Furthermore, while our study assesses the changes in mechanical properties on the tissue level, we neglect the heterogeneous microstructure of skin. By assuming an affine deformation, non-affine motion of the collagen fibers also affecting the local volume changes and electrical potential are not taken into consideration (Stracuzzi et al. 2022). Discrete fiber network models were proposed (Eichinger, Grill, et al., 2021; Eichinger et al. 2021a, b; Mauri et al. 2016a, b) that represent collagen as discrete connectors and can provide local information on the distribution of interstitial fluid and fixed charges. Such models could be extended to include the ionic phases as proposed in the present work. Moreover, models explicitly accounting for the presence of cells have been published recently (Eichinger, Grill, et al., 2021; Eichinger et al. 2021a, b). Such discrete or hybrid continuum-discrete models are relevant when studying multiphase mechanotransduction at cellular or sub-cellular length scale. Fitting of these models, however, also requires experimental methods, which help characterizing model parameters for each relevant length scale.

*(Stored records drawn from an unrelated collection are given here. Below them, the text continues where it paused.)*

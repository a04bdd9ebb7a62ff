//! Depth-first traversal feeding the block builder.

use super::context::{Definitions, NodeContext, node_name};
use crate::rules::{MarkdownRule, Phase, RuleOutcome};
use markdown::mdast::Node;
use ptext_core::block::{Block, LinkData, ListKind, MarkData, STYLE_BLOCKQUOTE, STYLE_NORMAL};
use ptext_core::{BuildObserver, Builder};

/// Separator appended between paragraphs sharing one list item or quote block.
const PARAGRAPH_SEPARATOR: &str = "\n\n";

pub(crate) type Rules = [Box<dyn MarkdownRule + Send + Sync>];

/// Walks one tree into one builder.
pub(crate) struct Walker<'w> {
    builder: Builder<'w>,
    rules: &'w Rules,
    observer: &'w dyn BuildObserver,
    definitions: &'w Definitions,
}

impl<'w> Walker<'w> {
    pub(crate) fn new(
        rules: &'w Rules,
        observer: &'w dyn BuildObserver,
        definitions: &'w Definitions,
    ) -> Self {
        Self {
            builder: Builder::with_observer(observer),
            rules,
            observer,
            definitions,
        }
    }

    pub(crate) fn finish(self) -> Vec<Block> {
        self.builder.finish()
    }

    pub(crate) fn visit(&mut self, node: &'w Node, parent: Option<&'w Node>, index: usize) {
        let mut cx = NodeContext {
            phase: Phase::Enter,
            parent,
            index,
            definitions: self.definitions,
        };

        let mut link_key = None;
        match self.offer(node, &cx) {
            Some(RuleOutcome::HandledSkipChildren) => return,
            Some(_) => {}
            None => link_key = self.enter(node, &cx),
        }

        if let Some(children) = node.children() {
            for (i, child) in children.iter().enumerate() {
                self.visit(child, Some(node), i);
            }
        }

        cx.phase = Phase::Exit;
        match self.offer(node, &cx) {
            Some(_) => {
                if let Some(key) = link_key {
                    self.release_link(&key);
                }
            }
            None => self.exit(node, &cx, link_key),
        }
    }

    /// Offers the event to each rule in order; returns the first claim.
    fn offer(&mut self, node: &Node, cx: &NodeContext<'_>) -> Option<RuleOutcome> {
        for rule in self.rules {
            let outcome = rule.try_handle(&mut self.builder, node, cx);
            if outcome != RuleOutcome::Unhandled {
                self.observer.rule_claimed(rule.name(), node_name(node));
                return Some(outcome);
            }
        }
        None
    }

    /// Default enter handling. Returns the mark key of an entered link.
    fn enter(&mut self, node: &Node, cx: &NodeContext<'_>) -> Option<String> {
        match node {
            Node::Root(_) => {}
            Node::Paragraph(_) if cx.in_container() => self.enter_contained_paragraph(cx),
            Node::Paragraph(_) => self.builder.start_block(STYLE_NORMAL),
            Node::Heading(heading) => self.builder.start_block(&format!("h{}", heading.depth)),
            Node::Text(text) => self.builder.append_text(&flatten_newlines(&text.value)),
            Node::Break(_) => self.builder.append_text("\n"),
            Node::Image(image) => self.builder.append_text(&flatten_newlines(&image.alt)),
            Node::ImageReference(image) => self.builder.append_text(&flatten_newlines(&image.alt)),
            Node::Emphasis(_) => self.builder.start_mark("em"),
            Node::Strong(_) => self.builder.start_mark("strong"),
            Node::InlineCode(code) => {
                self.builder.start_mark("code");
                self.builder.append_text(&code.value);
                self.builder.end_mark("code");
            }
            Node::List(list) => self.builder.start_list(if list.ordered {
                ListKind::Number
            } else {
                ListKind::Bullet
            }),
            Node::ListItem(_) => self.builder.start_list_item(),
            Node::Blockquote(_) => self.builder.start_block(STYLE_BLOCKQUOTE),
            Node::Code(code) => self
                .builder
                .add_custom_block(Block::code(code.lang.as_deref(), &code.value)),
            Node::Link(_) | Node::LinkReference(_) => {
                let href = cx.link_destination(node)?.to_string();
                let key = self.builder.add_mark_def(MarkData::Link(LinkData { href }))?;
                self.builder.start_mark(&key);
                return Some(key);
            }
            _ => self.observer.node_ignored(node_name(node)),
        }
        None
    }

    fn exit(&mut self, node: &Node, cx: &NodeContext<'_>, link_key: Option<String>) {
        match node {
            Node::Paragraph(_) if cx.in_container() => {}
            Node::Paragraph(_) | Node::Heading(_) | Node::Blockquote(_) => self.builder.end_block(),
            Node::Emphasis(_) => self.builder.end_mark("em"),
            Node::Strong(_) => self.builder.end_mark("strong"),
            Node::List(_) => self.builder.end_list(),
            Node::ListItem(_) => self.builder.end_list_item(),
            Node::Link(_) | Node::LinkReference(_) => {
                if let Some(key) = link_key {
                    self.builder.end_mark(&key);
                }
            }
            _ => {}
        }
    }

    /// Paragraphs inside a list item or quote share the container's block.
    ///
    /// A heading, code block, or embed between two paragraphs closes that
    /// block; the container is reopened so the later paragraph has somewhere
    /// to go.
    fn enter_contained_paragraph(&mut self, cx: &NodeContext<'_>) {
        if self.builder.has_open_container() {
            if cx.index > 0 {
                self.builder.append_text(PARAGRAPH_SEPARATOR);
            }
            return;
        }
        match cx.parent {
            Some(Node::Blockquote(_)) => {
                self.observer.container_resumed(STYLE_BLOCKQUOTE);
                self.builder.start_block(STYLE_BLOCKQUOTE);
            }
            _ if self.builder.list_depth() > 0 => {
                self.observer.container_resumed(STYLE_NORMAL);
                self.builder.start_list_item();
            }
            _ => self.builder.start_block(STYLE_NORMAL),
        }
    }

    /// Closes a link mark whose exit event was claimed by a rule.
    fn release_link(&mut self, key: &str) {
        if self.builder.is_mark_active(key) {
            self.observer.unpaired_mark(key);
            self.builder.end_mark(key);
        }
    }
}

fn flatten_newlines(text: &str) -> String {
    text.replace("\r\n", " ").replace(['\n', '\r'], " ")
}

Finally, the current contribution presents a model for the ex vivo behavior of human skin. In the future work, the model should be extended to also represent in vivo conditions. In vivo skin is in a state of “natural tension” (Diridollou et al. 1998; Jacquet et al. 2008) and constantly exchanges fluid, which leaks from the blood capillaries into the interstitial space and is absorbed by the lymphatic capillaries (Swartz and Fleury 2007). This results in specific displacement boundary conditions, but also those for the chemical potential of the fluid and the electrochemical potential of the ions and requires an adaption of the governing equation to include the continuous fluid exchange. Further, the system could be extended to include multiple ionic species (Ateshian et al. 2013).

5 Conclusions

Understanding the magnitude and temporal evolutions of electrochemical cues associated with mechanical stimulation of skin is relevant for applications in medicine, for instance when treating chronic wounds, hypertrophic scars or when optimizing processes and products in skin tissue engineering. Computational models thereby allow investigating the complex and nonlinear interaction of electrochemical and mechanical processes in soft tissues. In this study, we introduced a quadriphasic model of the human dermis, representing changes in chemical potential of the fluid and electrochemical potentials of the ions associated with in-plane skin stretch. We performed compression experiments to further characterize the coupling of mechanical and electrochemical effects in the tissue. The experiments highlighted the time-dependent mechanical behavior of human dermis and its dependence on the chemical potential of the fluid environment. Through an inverse analysis, the quadriphasic model was fitted to all experiments, and the results identified the tissue permeability as a key parameter strongly influencing the mechanical, chemical and electrical transient behavior of the dermis. Moreover, comparison with experiments indicates that the osmotic pressure within the dermis is well described by the use of Donnan’s equilibrium for higher concentrations of ions only, including the physiological range. Very dilute solutions, however, require special considerations. Importantly, the new model allowed quantifying deformation-generated gradients of electrical potentials inside skin, and corresponding values associated with in-plane skin deformation are expected to induce a biological response of resident cells. Altogether, the new model, enriched by an additional stress relaxation mechanism and electrochemical coupling, improves our understanding of the mechanome of the human dermis and its mechanical behavior at tissue and cell length scales.